» **What to do**
The response must be made up of the lines in the entries below that contain "editing".

» **Exercise materials**
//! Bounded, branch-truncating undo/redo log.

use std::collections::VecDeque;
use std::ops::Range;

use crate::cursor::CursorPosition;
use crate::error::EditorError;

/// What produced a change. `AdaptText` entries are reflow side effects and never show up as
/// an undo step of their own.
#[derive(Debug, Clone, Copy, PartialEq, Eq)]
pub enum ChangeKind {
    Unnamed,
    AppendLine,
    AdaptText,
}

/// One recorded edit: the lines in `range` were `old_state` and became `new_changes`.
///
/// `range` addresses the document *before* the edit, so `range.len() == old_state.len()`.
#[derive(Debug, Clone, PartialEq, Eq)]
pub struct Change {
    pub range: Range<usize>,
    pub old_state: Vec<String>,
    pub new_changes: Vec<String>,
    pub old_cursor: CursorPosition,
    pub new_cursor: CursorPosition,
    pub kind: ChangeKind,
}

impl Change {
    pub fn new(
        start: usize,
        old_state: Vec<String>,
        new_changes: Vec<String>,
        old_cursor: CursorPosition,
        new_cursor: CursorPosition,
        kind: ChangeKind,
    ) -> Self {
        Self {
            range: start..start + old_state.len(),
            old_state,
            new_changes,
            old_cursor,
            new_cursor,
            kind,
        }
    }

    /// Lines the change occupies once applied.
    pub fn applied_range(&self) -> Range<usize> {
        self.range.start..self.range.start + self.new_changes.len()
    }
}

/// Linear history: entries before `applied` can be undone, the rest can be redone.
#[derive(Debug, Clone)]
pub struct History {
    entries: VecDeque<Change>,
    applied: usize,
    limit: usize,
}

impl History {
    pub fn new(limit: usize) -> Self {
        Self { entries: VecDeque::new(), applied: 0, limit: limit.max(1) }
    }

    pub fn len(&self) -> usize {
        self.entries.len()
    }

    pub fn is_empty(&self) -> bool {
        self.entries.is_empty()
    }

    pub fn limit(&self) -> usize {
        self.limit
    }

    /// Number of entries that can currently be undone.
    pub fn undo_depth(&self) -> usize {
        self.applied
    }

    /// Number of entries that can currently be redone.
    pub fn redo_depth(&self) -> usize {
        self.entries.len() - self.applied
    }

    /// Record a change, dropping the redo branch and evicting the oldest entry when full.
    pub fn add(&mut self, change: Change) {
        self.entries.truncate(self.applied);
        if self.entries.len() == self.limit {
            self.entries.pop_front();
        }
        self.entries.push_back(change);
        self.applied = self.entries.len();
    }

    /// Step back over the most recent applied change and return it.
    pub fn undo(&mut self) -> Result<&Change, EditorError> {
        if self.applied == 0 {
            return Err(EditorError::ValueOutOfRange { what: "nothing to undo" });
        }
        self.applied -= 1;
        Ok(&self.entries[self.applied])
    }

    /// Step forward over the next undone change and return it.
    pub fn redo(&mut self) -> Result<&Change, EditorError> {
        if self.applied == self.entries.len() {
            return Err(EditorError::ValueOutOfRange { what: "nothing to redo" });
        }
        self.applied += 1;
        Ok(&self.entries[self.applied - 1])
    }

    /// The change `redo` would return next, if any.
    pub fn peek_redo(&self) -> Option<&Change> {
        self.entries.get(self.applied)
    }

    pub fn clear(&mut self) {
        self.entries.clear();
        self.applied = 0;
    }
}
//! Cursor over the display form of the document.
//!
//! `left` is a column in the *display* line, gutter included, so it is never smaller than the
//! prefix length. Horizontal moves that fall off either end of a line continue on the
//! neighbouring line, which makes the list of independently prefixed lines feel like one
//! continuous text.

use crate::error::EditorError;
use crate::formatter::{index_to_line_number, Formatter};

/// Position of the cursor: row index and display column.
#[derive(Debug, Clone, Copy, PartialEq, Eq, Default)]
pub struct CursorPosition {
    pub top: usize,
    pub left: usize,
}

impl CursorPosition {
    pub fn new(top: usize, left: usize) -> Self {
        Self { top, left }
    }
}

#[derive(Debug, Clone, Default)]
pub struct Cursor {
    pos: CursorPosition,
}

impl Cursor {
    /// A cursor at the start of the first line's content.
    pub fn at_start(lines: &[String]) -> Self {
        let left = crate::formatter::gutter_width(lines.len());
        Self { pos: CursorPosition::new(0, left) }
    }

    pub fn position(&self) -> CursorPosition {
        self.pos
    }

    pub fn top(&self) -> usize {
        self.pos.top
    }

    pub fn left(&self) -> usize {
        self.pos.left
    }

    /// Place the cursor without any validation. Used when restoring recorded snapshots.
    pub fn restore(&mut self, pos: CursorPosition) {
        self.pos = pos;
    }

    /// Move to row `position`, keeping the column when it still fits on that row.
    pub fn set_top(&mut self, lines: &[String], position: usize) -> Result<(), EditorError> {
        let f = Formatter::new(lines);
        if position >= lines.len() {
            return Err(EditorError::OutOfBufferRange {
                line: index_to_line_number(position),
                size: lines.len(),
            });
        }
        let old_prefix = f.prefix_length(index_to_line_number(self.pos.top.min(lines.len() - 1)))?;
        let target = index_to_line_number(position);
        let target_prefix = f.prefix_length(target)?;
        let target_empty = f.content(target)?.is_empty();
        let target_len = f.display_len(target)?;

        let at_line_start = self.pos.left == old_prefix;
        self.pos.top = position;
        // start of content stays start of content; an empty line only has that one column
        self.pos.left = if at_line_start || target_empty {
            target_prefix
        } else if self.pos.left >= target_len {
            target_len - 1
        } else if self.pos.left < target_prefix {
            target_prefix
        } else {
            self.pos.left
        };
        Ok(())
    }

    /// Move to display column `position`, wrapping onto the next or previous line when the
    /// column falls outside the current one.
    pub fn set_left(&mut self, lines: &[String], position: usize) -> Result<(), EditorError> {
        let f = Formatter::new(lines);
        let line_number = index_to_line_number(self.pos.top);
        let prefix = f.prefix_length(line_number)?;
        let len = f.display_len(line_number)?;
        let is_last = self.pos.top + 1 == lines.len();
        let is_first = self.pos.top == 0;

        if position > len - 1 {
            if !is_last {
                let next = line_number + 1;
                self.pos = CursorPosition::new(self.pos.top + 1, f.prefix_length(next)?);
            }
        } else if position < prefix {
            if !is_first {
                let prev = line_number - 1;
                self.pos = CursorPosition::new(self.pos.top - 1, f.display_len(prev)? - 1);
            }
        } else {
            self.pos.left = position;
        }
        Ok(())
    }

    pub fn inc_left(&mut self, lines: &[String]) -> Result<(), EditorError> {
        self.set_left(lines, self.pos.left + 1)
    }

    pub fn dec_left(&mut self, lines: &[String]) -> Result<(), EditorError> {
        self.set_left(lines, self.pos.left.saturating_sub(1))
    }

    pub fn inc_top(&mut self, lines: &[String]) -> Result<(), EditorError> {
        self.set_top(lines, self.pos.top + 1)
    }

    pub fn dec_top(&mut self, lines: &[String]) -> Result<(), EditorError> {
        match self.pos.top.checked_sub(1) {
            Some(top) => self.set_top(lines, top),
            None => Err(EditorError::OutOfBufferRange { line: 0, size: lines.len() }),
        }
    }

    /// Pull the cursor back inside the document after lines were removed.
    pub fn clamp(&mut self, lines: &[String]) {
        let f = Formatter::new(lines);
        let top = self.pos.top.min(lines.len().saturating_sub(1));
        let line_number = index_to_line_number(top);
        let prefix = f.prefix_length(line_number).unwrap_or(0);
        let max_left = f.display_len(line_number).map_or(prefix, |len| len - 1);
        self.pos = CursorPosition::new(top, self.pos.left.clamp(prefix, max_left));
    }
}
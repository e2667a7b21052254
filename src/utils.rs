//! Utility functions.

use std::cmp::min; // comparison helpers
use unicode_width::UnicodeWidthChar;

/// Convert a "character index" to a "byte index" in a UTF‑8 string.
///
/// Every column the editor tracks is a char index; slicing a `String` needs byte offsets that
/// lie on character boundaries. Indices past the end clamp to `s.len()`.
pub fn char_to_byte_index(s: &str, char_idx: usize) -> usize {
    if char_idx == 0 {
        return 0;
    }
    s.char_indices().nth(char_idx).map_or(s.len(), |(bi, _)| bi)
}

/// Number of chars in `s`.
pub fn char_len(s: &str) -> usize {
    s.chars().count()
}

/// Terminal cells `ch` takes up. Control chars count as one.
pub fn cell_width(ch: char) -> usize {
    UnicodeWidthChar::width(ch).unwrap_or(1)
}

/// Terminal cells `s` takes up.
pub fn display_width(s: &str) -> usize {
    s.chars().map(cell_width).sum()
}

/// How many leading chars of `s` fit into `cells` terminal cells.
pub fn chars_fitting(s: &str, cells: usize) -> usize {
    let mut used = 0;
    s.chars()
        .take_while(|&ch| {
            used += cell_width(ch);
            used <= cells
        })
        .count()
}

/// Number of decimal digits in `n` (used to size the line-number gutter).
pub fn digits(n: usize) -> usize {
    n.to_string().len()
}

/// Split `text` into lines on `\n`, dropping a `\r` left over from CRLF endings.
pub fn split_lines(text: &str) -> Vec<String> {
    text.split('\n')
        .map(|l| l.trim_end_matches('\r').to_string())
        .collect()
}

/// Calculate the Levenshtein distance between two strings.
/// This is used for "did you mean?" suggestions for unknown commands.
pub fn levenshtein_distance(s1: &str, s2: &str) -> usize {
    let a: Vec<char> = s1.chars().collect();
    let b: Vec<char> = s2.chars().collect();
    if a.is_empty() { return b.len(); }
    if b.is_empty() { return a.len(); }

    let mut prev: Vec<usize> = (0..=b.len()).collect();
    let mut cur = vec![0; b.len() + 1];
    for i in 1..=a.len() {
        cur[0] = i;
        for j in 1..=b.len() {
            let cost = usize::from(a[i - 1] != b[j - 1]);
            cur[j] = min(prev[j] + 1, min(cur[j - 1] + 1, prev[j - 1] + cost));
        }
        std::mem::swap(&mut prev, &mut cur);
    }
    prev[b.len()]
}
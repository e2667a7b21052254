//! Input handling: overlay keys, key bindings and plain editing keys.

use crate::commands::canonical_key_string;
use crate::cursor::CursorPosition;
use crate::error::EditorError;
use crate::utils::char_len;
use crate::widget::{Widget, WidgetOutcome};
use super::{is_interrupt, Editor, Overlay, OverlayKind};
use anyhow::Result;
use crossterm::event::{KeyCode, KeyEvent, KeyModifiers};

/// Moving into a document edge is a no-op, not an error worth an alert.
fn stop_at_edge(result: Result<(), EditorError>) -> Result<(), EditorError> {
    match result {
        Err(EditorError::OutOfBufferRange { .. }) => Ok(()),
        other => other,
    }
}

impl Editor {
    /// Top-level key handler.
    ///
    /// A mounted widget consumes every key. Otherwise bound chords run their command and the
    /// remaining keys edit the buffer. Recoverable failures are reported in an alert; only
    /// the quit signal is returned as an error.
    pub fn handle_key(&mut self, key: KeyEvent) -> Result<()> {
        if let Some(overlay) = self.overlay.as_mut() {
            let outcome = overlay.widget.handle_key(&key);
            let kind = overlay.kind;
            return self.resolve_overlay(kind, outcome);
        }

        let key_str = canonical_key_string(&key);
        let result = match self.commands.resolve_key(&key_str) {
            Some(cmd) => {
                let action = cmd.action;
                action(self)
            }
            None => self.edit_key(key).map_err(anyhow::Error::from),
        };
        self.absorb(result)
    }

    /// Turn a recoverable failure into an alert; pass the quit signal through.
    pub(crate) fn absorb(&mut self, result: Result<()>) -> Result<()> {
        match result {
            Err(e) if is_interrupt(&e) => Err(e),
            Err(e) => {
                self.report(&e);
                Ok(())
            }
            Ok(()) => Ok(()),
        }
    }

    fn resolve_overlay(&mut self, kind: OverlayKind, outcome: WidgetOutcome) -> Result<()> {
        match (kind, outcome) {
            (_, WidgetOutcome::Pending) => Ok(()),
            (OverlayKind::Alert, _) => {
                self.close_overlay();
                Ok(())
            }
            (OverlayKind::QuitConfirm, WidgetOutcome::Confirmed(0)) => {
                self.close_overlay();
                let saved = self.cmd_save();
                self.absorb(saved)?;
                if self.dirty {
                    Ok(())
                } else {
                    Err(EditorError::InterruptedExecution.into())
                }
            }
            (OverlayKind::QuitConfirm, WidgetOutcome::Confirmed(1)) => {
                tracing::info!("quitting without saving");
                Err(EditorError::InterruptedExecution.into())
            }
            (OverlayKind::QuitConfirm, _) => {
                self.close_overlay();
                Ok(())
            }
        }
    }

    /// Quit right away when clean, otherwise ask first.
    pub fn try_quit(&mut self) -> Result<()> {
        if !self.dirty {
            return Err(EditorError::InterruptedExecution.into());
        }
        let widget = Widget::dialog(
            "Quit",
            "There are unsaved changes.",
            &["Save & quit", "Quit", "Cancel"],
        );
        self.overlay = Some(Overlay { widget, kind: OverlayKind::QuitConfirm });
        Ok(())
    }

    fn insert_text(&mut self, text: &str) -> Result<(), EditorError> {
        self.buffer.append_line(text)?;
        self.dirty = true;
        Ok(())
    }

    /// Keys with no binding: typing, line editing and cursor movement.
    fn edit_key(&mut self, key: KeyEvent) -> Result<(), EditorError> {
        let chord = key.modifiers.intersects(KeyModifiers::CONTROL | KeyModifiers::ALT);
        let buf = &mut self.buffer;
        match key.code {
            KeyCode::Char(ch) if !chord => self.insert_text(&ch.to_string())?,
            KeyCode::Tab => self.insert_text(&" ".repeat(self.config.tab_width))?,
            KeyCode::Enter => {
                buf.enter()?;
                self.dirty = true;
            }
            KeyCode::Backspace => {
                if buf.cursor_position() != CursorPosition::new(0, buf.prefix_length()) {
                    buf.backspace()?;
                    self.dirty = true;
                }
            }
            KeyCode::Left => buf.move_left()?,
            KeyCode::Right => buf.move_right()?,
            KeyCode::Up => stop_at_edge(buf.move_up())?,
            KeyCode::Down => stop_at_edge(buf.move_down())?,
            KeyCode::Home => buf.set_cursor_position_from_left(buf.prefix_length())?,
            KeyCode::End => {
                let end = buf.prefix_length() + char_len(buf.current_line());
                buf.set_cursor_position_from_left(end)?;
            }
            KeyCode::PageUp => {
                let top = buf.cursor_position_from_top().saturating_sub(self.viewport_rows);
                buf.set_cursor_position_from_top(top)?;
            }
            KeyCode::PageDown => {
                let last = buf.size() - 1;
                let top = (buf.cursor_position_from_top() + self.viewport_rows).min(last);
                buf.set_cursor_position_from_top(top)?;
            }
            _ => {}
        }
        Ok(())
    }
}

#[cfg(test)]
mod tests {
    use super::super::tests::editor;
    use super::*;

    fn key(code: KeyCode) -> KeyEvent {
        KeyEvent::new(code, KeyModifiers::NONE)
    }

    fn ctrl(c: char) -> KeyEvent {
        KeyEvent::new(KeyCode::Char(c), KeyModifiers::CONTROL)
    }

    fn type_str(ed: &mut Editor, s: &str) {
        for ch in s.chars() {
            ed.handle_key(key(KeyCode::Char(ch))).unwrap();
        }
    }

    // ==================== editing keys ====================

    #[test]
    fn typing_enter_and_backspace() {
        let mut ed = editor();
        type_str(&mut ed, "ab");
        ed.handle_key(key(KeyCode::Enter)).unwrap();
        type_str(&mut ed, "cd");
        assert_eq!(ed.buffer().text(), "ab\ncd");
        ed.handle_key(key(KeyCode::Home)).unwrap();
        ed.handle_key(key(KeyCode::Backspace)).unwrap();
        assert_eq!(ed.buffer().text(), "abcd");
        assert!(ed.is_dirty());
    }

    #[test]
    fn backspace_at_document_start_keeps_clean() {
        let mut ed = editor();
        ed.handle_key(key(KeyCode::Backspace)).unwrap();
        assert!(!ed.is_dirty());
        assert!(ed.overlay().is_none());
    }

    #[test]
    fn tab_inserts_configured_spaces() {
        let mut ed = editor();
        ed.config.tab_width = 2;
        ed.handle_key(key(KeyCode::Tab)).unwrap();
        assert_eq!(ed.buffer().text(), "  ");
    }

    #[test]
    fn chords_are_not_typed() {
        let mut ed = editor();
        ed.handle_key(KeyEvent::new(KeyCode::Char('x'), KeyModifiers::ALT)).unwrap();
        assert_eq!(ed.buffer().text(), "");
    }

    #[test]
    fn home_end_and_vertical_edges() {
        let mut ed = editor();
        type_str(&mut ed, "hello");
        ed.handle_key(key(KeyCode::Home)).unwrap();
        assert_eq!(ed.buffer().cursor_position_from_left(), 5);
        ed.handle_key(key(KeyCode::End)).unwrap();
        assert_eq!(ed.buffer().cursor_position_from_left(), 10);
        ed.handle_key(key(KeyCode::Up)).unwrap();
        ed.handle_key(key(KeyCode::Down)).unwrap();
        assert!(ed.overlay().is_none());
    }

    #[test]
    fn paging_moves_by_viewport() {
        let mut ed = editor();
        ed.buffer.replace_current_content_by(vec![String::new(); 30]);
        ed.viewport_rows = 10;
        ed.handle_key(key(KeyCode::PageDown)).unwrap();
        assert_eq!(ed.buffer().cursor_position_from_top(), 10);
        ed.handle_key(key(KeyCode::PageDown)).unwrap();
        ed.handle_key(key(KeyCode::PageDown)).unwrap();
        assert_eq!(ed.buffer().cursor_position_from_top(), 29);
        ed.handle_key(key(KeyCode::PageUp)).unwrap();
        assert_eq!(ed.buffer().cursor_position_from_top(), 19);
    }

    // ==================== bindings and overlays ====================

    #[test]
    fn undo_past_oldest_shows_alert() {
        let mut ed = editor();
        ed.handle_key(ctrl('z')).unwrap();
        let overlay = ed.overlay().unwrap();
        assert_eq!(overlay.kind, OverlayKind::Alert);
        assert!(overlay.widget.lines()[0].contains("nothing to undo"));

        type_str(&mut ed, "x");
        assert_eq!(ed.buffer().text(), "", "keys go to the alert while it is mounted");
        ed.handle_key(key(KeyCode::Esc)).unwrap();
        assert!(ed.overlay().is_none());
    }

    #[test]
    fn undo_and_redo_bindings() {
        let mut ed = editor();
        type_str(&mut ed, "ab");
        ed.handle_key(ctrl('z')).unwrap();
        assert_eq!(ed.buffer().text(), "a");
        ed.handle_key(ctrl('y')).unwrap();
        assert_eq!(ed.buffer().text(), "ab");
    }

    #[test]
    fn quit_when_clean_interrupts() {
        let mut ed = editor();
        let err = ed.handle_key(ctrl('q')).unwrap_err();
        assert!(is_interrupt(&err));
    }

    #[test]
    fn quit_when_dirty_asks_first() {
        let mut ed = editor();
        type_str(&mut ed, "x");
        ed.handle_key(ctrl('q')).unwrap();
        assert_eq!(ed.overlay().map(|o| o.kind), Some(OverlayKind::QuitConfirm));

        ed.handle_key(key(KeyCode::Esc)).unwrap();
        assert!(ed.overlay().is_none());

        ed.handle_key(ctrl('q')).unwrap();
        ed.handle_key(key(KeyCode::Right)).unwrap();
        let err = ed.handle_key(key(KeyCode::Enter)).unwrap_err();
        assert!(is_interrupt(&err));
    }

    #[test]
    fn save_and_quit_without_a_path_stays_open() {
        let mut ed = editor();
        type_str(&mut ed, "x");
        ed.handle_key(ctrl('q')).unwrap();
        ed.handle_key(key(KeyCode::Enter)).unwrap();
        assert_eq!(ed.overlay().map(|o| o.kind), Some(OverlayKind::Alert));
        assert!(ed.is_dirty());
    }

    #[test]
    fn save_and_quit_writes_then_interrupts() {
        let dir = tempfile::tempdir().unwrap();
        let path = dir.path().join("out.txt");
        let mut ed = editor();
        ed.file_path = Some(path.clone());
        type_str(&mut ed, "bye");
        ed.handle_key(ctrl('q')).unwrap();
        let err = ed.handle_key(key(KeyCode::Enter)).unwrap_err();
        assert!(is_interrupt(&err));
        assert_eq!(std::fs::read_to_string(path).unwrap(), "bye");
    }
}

» **Answer box**
//! Input handling: overlay keys, key bindings and plain editing keys.
    /// Keys with no binding: typing, line editing and cursor movement.
    // ==================== editing keys ====================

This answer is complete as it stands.